The cold hammers down around us in the way we’ve known Januarys before — nothing fierce, but sharp. January is a season that draws us up against our own mortality. Stumble and you’ll break a bone. Sleep outside, ill-prepared, seriously down on your luck, and you could perish.

Wednesday morning on the early side, I’m drinking coffee and staring at the snowflakes that have appeared in the downtown again, a memory for an absent person. News has wound my way of the death of a person distant from me by numerous steps, the fate we’ll all meet, one way or another, the great leveler. In the afternoon, when I return from work, the window washers are carefully removing the lacy paper, setting the delicate flakes to one side, and then re-taping them on the windows.
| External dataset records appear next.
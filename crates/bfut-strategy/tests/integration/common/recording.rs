//! Recording execution backend and a scripted strategy.

use bfut_core::{
    BoxFuture, CancelAck, CancelRequest, ChannelKey, ClientOrderId, ExecutionBackend, KlineEvent,
    MarkPriceEvent, OrderAck, OrderRequest, OrderStatus, OrderUpdate,
};
use bfut_strategy::{Strategy, StrategyContext, StrategyError, StrategyResult};
use parking_lot::Mutex;
use std::sync::atomic::{AtomicI64, AtomicUsize, Ordering};
use std::sync::Arc;
use std::time::Duration;

/// Backend that acknowledges every order as filled and records it.
#[derive(Default)]
pub struct RecordingBackend {
    pub placed: Mutex<Vec<OrderRequest>>,
    pub cancelled: Mutex<Vec<CancelRequest>>,
    next_id: AtomicI64,
}

impl RecordingBackend {
    pub fn placed(&self) -> Vec<OrderRequest> {
        self.placed.lock().clone()
    }
}

impl ExecutionBackend for RecordingBackend {
    fn place_order(&self, request: OrderRequest) -> BoxFuture<'_, Option<OrderAck>> {
        Box::pin(async move {
            let order_id = self.next_id.fetch_add(1, Ordering::SeqCst) + 1;
            let ack = OrderAck {
                client_order_id: request
                    .client_order_id
                    .clone()
                    .unwrap_or_else(|| ClientOrderId::for_exchange_id(order_id)),
                order_id: Some(order_id),
                symbol: request.symbol.clone(),
                side: request.side,
                order_type: request.order_type,
                status: OrderStatus::Filled,
                orig_qty: request.quantity,
                executed_qty: request.quantity,
                avg_price: None,
            };
            self.placed.lock().push(request);
            Some(ack)
        })
    }

    fn cancel_order(&self, request: CancelRequest) -> BoxFuture<'_, Option<CancelAck>> {
        Box::pin(async move {
            self.cancelled.lock().push(request);
            None
        })
    }
}

/// Fill update for a recorded request.
pub fn fill_update(request: &OrderRequest, order_id: i64) -> OrderUpdate {
    OrderUpdate {
        event_time: 1,
        symbol: request.symbol.clone(),
        client_order_id: request
            .client_order_id
            .clone()
            .unwrap_or_else(|| ClientOrderId::for_exchange_id(order_id)),
        order_id,
        side: request.side,
        order_type: request.order_type,
        time_in_force: None,
        orig_qty: request.quantity,
        price: None,
        avg_price: None,
        stop_price: None,
        execution_type: "TRADE".to_string(),
        status: OrderStatus::Filled,
        last_filled_qty: request.quantity,
        cumulative_qty: request.quantity,
        last_filled_price: None,
        commission: None,
        commission_asset: None,
        trade_time: 1,
        reduce_only: request.reduce_only,
        realized_pnl: None,
    }
}

/// How a scripted handler behaves.
#[derive(Debug, Clone, Copy, PartialEq, Eq)]
pub enum Script {
    Ok,
    Fail,
    Panic,
    /// Sleep before returning, to observe concurrent fan-out.
    Slow(u64),
}

/// Counters shared between a test and its scripted strategy.
#[derive(Debug, Default)]
pub struct Counters {
    pub starts: AtomicUsize,
    pub stops: AtomicUsize,
    pub klines: AtomicUsize,
    pub marks: AtomicUsize,
    pub updates: AtomicUsize,
}

impl Counters {
    pub fn get(counter: &AtomicUsize) -> usize {
        counter.load(Ordering::SeqCst)
    }
}

pub struct ScriptedStrategy {
    pub counters: Arc<Counters>,
    pub on_event: Script,
    pub on_start: Script,
    /// Channel subscribed in `start` and deliberately left behind in `stop`.
    pub subscribe: Option<ChannelKey>,
}

impl ScriptedStrategy {
    pub fn new(counters: Arc<Counters>, on_event: Script) -> Self {
        Self {
            counters,
            on_event,
            on_start: Script::Ok,
            subscribe: None,
        }
    }

    async fn run(script: Script) -> StrategyResult<()> {
        match script {
            Script::Ok => Ok(()),
            Script::Fail => Err(StrategyError::Handler("scripted failure".to_string())),
            Script::Panic => panic!("scripted panic"),
            Script::Slow(ms) => {
                tokio::time::sleep(Duration::from_millis(ms)).await;
                Ok(())
            }
        }
    }
}

impl Strategy for ScriptedStrategy {
    fn kind(&self) -> &'static str {
        "scripted"
    }

    fn start<'a>(&'a mut self, ctx: &'a StrategyContext) -> BoxFuture<'a, StrategyResult<()>> {
        Box::pin(async move {
            self.counters.starts.fetch_add(1, Ordering::SeqCst);
            if let Some(channel) = self.subscribe.clone() {
                ctx.feed().subscribe(channel).await?;
            }
            Self::run(self.on_start).await
        })
    }

    fn stop<'a>(&'a mut self, _ctx: &'a StrategyContext) -> BoxFuture<'a, StrategyResult<()>> {
        Box::pin(async move {
            self.counters.stops.fetch_add(1, Ordering::SeqCst);
            Ok(())
        })
    }

    fn on_kline<'a>(
        &'a mut self,
        _ctx: &'a StrategyContext,
        _event: &'a KlineEvent,
    ) -> BoxFuture<'a, StrategyResult<()>> {
        Box::pin(async move {
            self.counters.klines.fetch_add(1, Ordering::SeqCst);
            Self::run(self.on_event).await
        })
    }

    fn on_mark_price<'a>(
        &'a mut self,
        _ctx: &'a StrategyContext,
        _event: &'a MarkPriceEvent,
    ) -> BoxFuture<'a, StrategyResult<()>> {
        Box::pin(async move {
            self.counters.marks.fetch_add(1, Ordering::SeqCst);
            Self::run(self.on_event).await
        })
    }

    fn on_order_update<'a>(
        &'a mut self,
        _ctx: &'a StrategyContext,
        _update: &'a OrderUpdate,
    ) -> BoxFuture<'a, StrategyResult<()>> {
        Box::pin(async move {
            self.counters.updates.fetch_add(1, Ordering::SeqCst);
            Self::run(self.on_event).await
        })
    }
}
A gentle, wordless act of care. A piece of our human puzzle.

These winter days, I’m devouring Paul Lynch, about as good as anything can be.

“I believe it is worth writing to remind ourselves of what we can’t know. To remind ourselves that certainty is dangerous. That factual knowledge of the world casts only a small light. Fiction is necessary because it seems to me that only fiction can accommodate the total strangeness that is life. To remind us that truth is actually impossible.”

Peony Roots.

Nearing the end of soccer season, my daughter’s high school community suffers a second tragic death in just a few years. In this little rural school, the news seems almost unbelievable, except it’s not.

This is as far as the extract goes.